▸ **Data for processing**

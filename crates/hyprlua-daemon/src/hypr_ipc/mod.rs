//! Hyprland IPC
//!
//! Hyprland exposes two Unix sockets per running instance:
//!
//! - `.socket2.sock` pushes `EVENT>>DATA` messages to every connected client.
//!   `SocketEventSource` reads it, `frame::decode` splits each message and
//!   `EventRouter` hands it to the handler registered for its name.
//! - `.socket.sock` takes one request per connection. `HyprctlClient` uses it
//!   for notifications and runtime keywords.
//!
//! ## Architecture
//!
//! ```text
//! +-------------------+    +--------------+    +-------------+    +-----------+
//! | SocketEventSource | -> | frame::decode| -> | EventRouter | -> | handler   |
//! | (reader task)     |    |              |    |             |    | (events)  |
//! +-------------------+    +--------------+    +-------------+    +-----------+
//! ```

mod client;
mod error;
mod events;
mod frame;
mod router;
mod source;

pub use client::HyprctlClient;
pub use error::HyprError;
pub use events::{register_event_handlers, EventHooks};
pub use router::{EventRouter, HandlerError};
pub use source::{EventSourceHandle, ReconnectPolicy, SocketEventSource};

▸ **What the exercise asks**
Your reply should contain every record, unchanged and complete.

▸ **Answer space**
filename crates/hyprlua-daemon/src/hypr_ipc/mod.rs
//! Hyprland IPC
//!
//! Hyprland exposes two Unix sockets per running instance:
//!
//! - `.socket2.sock` pushes `EVENT>>DATA` messages to every connected client.
//!   `SocketEventSource` reads it, `frame::decode` splits each message and
//!   `EventRouter` hands it to the handler registered for its name.
//! - `.socket.sock` takes one request per connection. `HyprctlClient` uses it
//!   for notifications and runtime keywords.
//!
//! ## Architecture
//!
//! ```text
//! +-------------------+    +--------------+    +-------------+    +-----------+
//! | SocketEventSource | -> | frame::decode| -> | EventRouter | -> | handler   |
//! | (reader task)     |    |              |    |             |    | (events)  |
//! +-------------------+    +--------------+    +-------------+    +-----------+
//! ```

mod client;
mod error;
mod events;
mod frame;
mod router;
mod source;

pub use client::HyprctlClient;
pub use error::HyprError;
pub use events::{register_event_handlers, EventHooks};
pub use router::{EventRouter, HandlerError};
pub use source::{EventSourceHandle, ReconnectPolicy, SocketEventSource};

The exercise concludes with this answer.